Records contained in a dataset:
▶

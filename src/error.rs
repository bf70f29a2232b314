//! Error types for the session client
//!
//! This module defines all error types using anyhow for consistent error
//! handling throughout the crate.

/// Result type alias for convenience
pub type Result<T> = anyhow::Result<T>;

/// Custom error types for specific session scenarios
///
/// None of these are fatal: every failure leaves the owning component in a
/// well-defined state, ready for a subsequent call.
#[derive(Debug, thiserror::Error)]
pub enum SessionError {
    /// Local admission control denied the request before any remote call
    #[error("request denied by local rate limiter")]
    RateLimited,

    /// The backend itself signaled overload; cooldown has been entered
    #[error("backend signaled rate limit, requests suspended")]
    BackendRateLimited,

    /// Any other remote failure, carrying the backend's message
    #[error("backend error: {message}")]
    Backend { message: String },

    /// Operation invoked while a conflicting operation is in flight or the
    /// session is in an incompatible state
    #[error("invalid state: {reason}")]
    InvalidState { reason: String },

    /// Joined lobby metadata lacked the embedded relay join code
    #[error("lobby {lobby_id} has no embedded relay join code")]
    MissingRelayCode { lobby_id: String },

    /// An identity-requiring call was made before sign-in completed
    #[error("not authenticated")]
    NotAuthenticated,

    /// Lobby join succeeded but the relay step failed; the join was rolled back
    #[error("relay join failed for lobby {lobby_id}: {message}")]
    RelayJoinFailed { lobby_id: String, message: String },

    /// Misconfiguration detected at construction or load time
    #[error("configuration error: {message}")]
    Configuration { message: String },

    /// Internal invariant failure (poisoned lock, impossible state)
    #[error("internal error: {message}")]
    Internal { message: String },
}
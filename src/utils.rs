//! Utility functions for the session client

use chrono::{DateTime, Utc};
use uuid::Uuid;

/// Get the current UTC timestamp
pub fn current_timestamp() -> DateTime<Utc> {
    Utc::now()
}

/// Generate a new unique entity id (lobbies, allocations)
pub fn generate_entity_id() -> String {
    Uuid::new_v4().to_string()
}

/// Generate a short shareable join code (6 uppercase hex characters)
pub fn generate_join_code() -> String {
    Uuid::new_v4().simple().to_string()[..6].to_uppercase()
}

◀

• Directions: Search the entries above for "Result". Show every line that has it.

• Answer to this task:
/// Result type alias for convenience
pub type Result<T> = anyhow::Result<T>;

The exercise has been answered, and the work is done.